■ **TASK REQUIREMENTS**: The line containing "the emoji grid." marks the end, so write out exactly every line from the top of the entries below through that one.

* * * *

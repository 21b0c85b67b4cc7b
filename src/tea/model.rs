//! Model for the chat panel.
//!
//! Pure state: no channels, no handles. Everything here lives only as long
//! as the process.

use std::collections::HashMap;
use std::path::PathBuf;
use std::sync::Arc;

use crate::chat::{ChatMessage, Clock, DataUri, ImagePreview, MessageStore, SystemClock};
use crate::config::Config;
use crate::picker::FilePicker;
use crate::render::{next_version, MessageBody, MessageView, RenderState};

#[derive(Debug, Clone, Copy, PartialEq, Eq)]
pub enum NotificationLevel {
    Info,
    /// Picker problems only. Chat failures are never surfaced.
    Warn,
}

#[derive(Debug, Clone, PartialEq, Eq)]
pub struct Notification {
    pub level: NotificationLevel,
    pub message: String,
}

#[derive(Debug, Clone, Copy, PartialEq, Eq, Default)]
pub enum Mode {
    #[default]
    Chat,
    FilePicker,
}

pub struct Model {
    pub store: MessageStore,
    /// Decoded previews keyed by store index.
    pub previews: HashMap<usize, ImagePreview>,
    /// Store index of the link chosen with Ctrl+P/Ctrl+N.
    pub selected_link: Option<usize>,
    pub draft: String,
    pub emoji_picker_visible: bool,
    /// Highlighted cell in the emoji grid.
    pub emoji_cursor: usize,
    pub mode: Mode,
    pub picker: Option<FilePicker>,
    /// Directory the file picker reopens at.
    pub picker_dir: PathBuf,
    /// Lines scrolled up from the newest message; 0 follows the latest.
    pub scroll: usize,
    /// Ingests started but not yet completed or failed.
    pub pending_uploads: usize,
    pub notification: Option<Notification>,

    // Set when state changes and a render is needed
    pub dirty: bool,

    pub config: Config,
    pub clock: Arc<dyn Clock>,
}

impl Model {
    pub fn new(config: Config) -> Self {
        Self::with_clock(config, Arc::new(SystemClock))
    }

    pub fn with_clock(config: Config, clock: Arc<dyn Clock>) -> Self {
        let picker_dir = config.effective_picker_dir();
        Self {
            store: MessageStore::new(),
            previews: HashMap::new(),
            selected_link: None,
            draft: String::new(),
            emoji_picker_visible: false,
            emoji_cursor: 0,
            mode: Mode::default(),
            picker: None,
            picker_dir,
            scroll: 0,
            pending_uploads: 0,
            notification: None,
            dirty: true,
            config,
            clock,
        }
    }

    /// Append and jump back to the newest message.
    pub fn append(&mut self, message: ChatMessage) {
        self.store.append(message);
        self.scroll = 0;
        self.dirty = true;
    }

    pub fn append_image(&mut self, message: ChatMessage, preview: Option<ImagePreview>) {
        if let Some(preview) = preview {
            self.previews.insert(self.store.len(), preview);
        }
        self.append(message);
    }

    pub fn clear(&mut self) {
        self.store.clear();
        self.previews.clear();
        self.selected_link = None;
        self.scroll = 0;
        self.dirty = true;
    }

    /// Immutable snapshot for the render thread.
    ///
    /// Image payloads are reduced to media type and size so a snapshot
    /// never copies encoded image data.
    pub fn snapshot(&self) -> RenderState {
        let messages = self
            .store
            .all()
            .iter()
            .enumerate()
            .map(|(idx, message)| message_view(message, self.previews.get(&idx)))
            .collect();

        RenderState {
            version: next_version(),
            messages,
            draft: self.draft.clone(),
            emoji_picker_visible: self.emoji_picker_visible,
            emoji_cursor: self.emoji_cursor,
            emojis: self.config.emojis.clone(),
            mode: self.mode,
            picker: self.picker.clone(),
            selected_link: self.selected_link,
            scroll: self.scroll,
            pending_uploads: self.pending_uploads,
            notification: self.notification.clone(),
            image_tile_width: self.config.image_tile_width,
        }
    }
}

fn message_view(message: &ChatMessage, preview: Option<&ImagePreview>) -> MessageView {
    let body = match message {
        ChatMessage::Text { body, .. } => MessageBody::Text(body.clone()),
        ChatMessage::Link { url, .. } => MessageBody::Link(url.clone()),
        ChatMessage::Image { data_uri, .. } => match DataUri::parse(data_uri) {
            Some(uri) => MessageBody::Image {
                media_type: uri.media_type.to_string(),
                byte_len: uri.decoded_len(),
                preview: preview.cloned(),
            },
            None => MessageBody::Image {
                media_type: "unknown".to_string(),
                byte_len: 0,
                preview: None,
            },
        },
    };
    MessageView {
        body,
        timestamp: message.timestamp().to_string(),
    }
}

* * * *

■ **RESPONSE TO THIS TASK**:
repository 21b0c85b67b4cc7b
filename src/tea/model.rs
//! Model for the chat panel.
//!
//! Pure state: no channels, no handles. Everything here lives only as long
//! as the process.

use std::collections::HashMap;
use std::path::PathBuf;
use std::sync::Arc;

use crate::chat::{ChatMessage, Clock, DataUri, ImagePreview, MessageStore, SystemClock};
use crate::config::Config;
use crate::picker::FilePicker;
use crate::render::{next_version, MessageBody, MessageView, RenderState};

#[derive(Debug, Clone, Copy, PartialEq, Eq)]
pub enum NotificationLevel {
    Info,
    /// Picker problems only. Chat failures are never surfaced.
    Warn,
}

#[derive(Debug, Clone, PartialEq, Eq)]
pub struct Notification {
    pub level: NotificationLevel,
    pub message: String,
}

#[derive(Debug, Clone, Copy, PartialEq, Eq, Default)]
pub enum Mode {
    #[default]
    Chat,
    FilePicker,
}

pub struct Model {
    pub store: MessageStore,
    /// Decoded previews keyed by store index.
    pub previews: HashMap<usize, ImagePreview>,
    /// Store index of the link chosen with Ctrl+P/Ctrl+N.
    pub selected_link: Option<usize>,
    pub draft: String,
    pub emoji_picker_visible: bool,
    /// Highlighted cell in the emoji grid.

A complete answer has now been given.